Republic of the Philippines


G.R. No. 158597               June 18, 2012

MARCOS V. PRIETO, Petitioner,
THE HON. COURT OF APPEALS (Former Ninth Division), HON. ROSE MARY R. MOLINA-ALIM, In Her Capacity as Pairing Judge of Branch 67 of the RTC, First Judicial Region, Bauang, La Union, FAR EAST BANK & TRUST COMPANY, now the BANK OF THE PHILIPPINE ISLANDS, through ATTY. EDILBERTO B. TENEFRANCIA, and SPOUSES ANTONIO and MONETTE PRIETO, Respondents.



Ratification or confirmation may validate an act done in behalf of another without authority from the latter. The effect is as if the latter did the act himself.


On October 27, 1997, the Spouses Marcos V. Prieto (Marcos) and Susan M. Prieto filed in the Regional Trial Court (RTC) in Bauang, La Union a complaint against Far East Bank and Trust Company (FEBTC) and the Spouses Antonio Prieto (Antonio) and Monette Prieto to declare the nullity of several real estate mortgage contracts.1 The plaintiffs narrated that in January 1996, they had executed a special power of attorney (SPA) to authorize Antonio to borrow money from FEBTC, using as collateral their real property consisting of a parcel of land located in Calumbaya, Bauang, La Union (the property) and covered by Transfer Certificate of Title (TCT) No.
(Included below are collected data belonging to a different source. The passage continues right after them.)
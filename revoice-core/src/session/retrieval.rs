//! Retrieval blending against a materialized reference-vector set.
//!
//! The index file is parsed by the backend; once loaded, the full
//! vector set lives in memory and blending is a linear nearest-neighbour
//! scan per frame. This sharpens timbre similarity to the target
//! speaker without touching unvoiced structure.

use crate::error::{Result, RevoiceError};
use crate::session::features::FeatureTensor;

/// Materialized reference vectors from a retrieval index.
#[derive(Debug, Clone)]
pub struct IndexData {
    /// Row-major `[count][dim]` reference vectors.
    pub vectors: Vec<f32>,
    pub count: usize,
    pub dim: usize,
}

impl IndexData {
    pub fn new(vectors: Vec<f32>, count: usize, dim: usize) -> Result<Self> {
        if vectors.len() != count * dim || dim == 0 {
            return Err(RevoiceError::ResourceLoad(format!(
                "index shape mismatch: {} values for {}x{}",
                vectors.len(),
                count,
                dim
            )));
        }
        Ok(Self {
            vectors,
            count,
            dim,
        })
    }

    fn row(&self, i: usize) -> &[f32] {
        &self.vectors[i * self.dim..(i + 1) * self.dim]
    }
}

/// Mix each frame of `features` toward its nearest reference vector.
///
/// `blend_rate` ∈ [0, 1]: 0 returns the input unchanged, 1 replaces each
/// frame with its neighbour. Dimension mismatch is a processing error
/// (the caller converts it into a silence block).
pub fn nearest_neighbor_blend(
    features: &FeatureTensor,
    index: &IndexData,
    blend_rate: f32,
) -> Result<FeatureTensor> {
    if features.dim() != index.dim {
        return Err(RevoiceError::Processing(format!(
            "retrieval dim mismatch: features {} vs index {}",
            features.dim(),
            index.dim
        )));
    }
    if index.count == 0 || blend_rate <= 0.0 {
        return Ok(features.clone());
    }

    let rate = blend_rate.min(1.0);
    let mut out = features.clone();

    for frame in 0..features.frames() {
        let query = features.row(frame);

        let mut best = 0usize;
        let mut best_dist = f32::INFINITY;
        for i in 0..index.count {
            let dist: f32 = index
                .row(i)
                .iter()
                .zip(query)
                .map(|(a, b)| (a - b) * (a - b))
                .sum();
            if dist < best_dist {
                best_dist = dist;
                best = i;
            }
        }

        let neighbor = index.row(best);
        for (o, (&q, &n)) in out.row_mut(frame).iter_mut().zip(query.iter().zip(neighbor)) {
            *o = q * (1.0 - rate) + n * rate;
        }
    }

    Ok(out)
}

#[cfg(test)]
mod tests {
    use super::*;

    fn index_two_vectors() -> IndexData {
        // Two reference vectors: (0,0) and (10,10).
        IndexData::new(vec![0.0, 0.0, 10.0, 10.0], 2, 2).unwrap()
    }

    #[test]
    fn zero_rate_is_identity() {
        let feats = FeatureTensor::new(vec![1.0, 1.0], 1, 2).unwrap();
        let out = nearest_neighbor_blend(&feats, &index_two_vectors(), 0.0).unwrap();
        assert_eq!(out, feats);
    }

    #[test]
    fn full_rate_replaces_with_nearest() {
        let feats = FeatureTensor::new(vec![9.0, 9.0], 1, 2).unwrap();
        let out = nearest_neighbor_blend(&feats, &index_two_vectors(), 1.0).unwrap();
        assert_eq!(out.row(0), &[10.0, 10.0]);
    }

    #[test]
    fn half_rate_mixes_linearly() {
        let feats = FeatureTensor::new(vec![1.0, 1.0], 1, 2).unwrap();
        let out = nearest_neighbor_blend(&feats, &index_two_vectors(), 0.5).unwrap();
        // Nearest to (1,1) is (0,0) → midpoint (0.5, 0.5).
        assert_eq!(out.row(0), &[0.5, 0.5]);
    }

    #[test]
    fn dim_mismatch_is_processing_error() {
        let feats = FeatureTensor::new(vec![1.0, 2.0, 3.0], 1, 3).unwrap();
        assert!(matches!(
            nearest_neighbor_blend(&feats, &index_two_vectors(), 0.5),
            Err(RevoiceError::Processing(_))
        ));
    }
}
T-40223 of the Registry of Deeds of La Union; that defendant spouses, using the property as collateral, had thereafter obtained from FEBTC a series of loans totaling ₱5,000,000.00, evidenced by promissory notes, and secured by separate real estate mortgage contracts; that defendant spouses had failed to pay the loans, leading FEBTC to initiate the extra-judicial foreclosure of the mortgages; that the foreclosure sale had been scheduled on October 31, 1997; and that the promissory notes and the real estate mortgage contracts were in the name of defendant spouses for themselves alone, who had incurred the obligations, rendering the promissory notes and the mortgage contracts null and void ab initio.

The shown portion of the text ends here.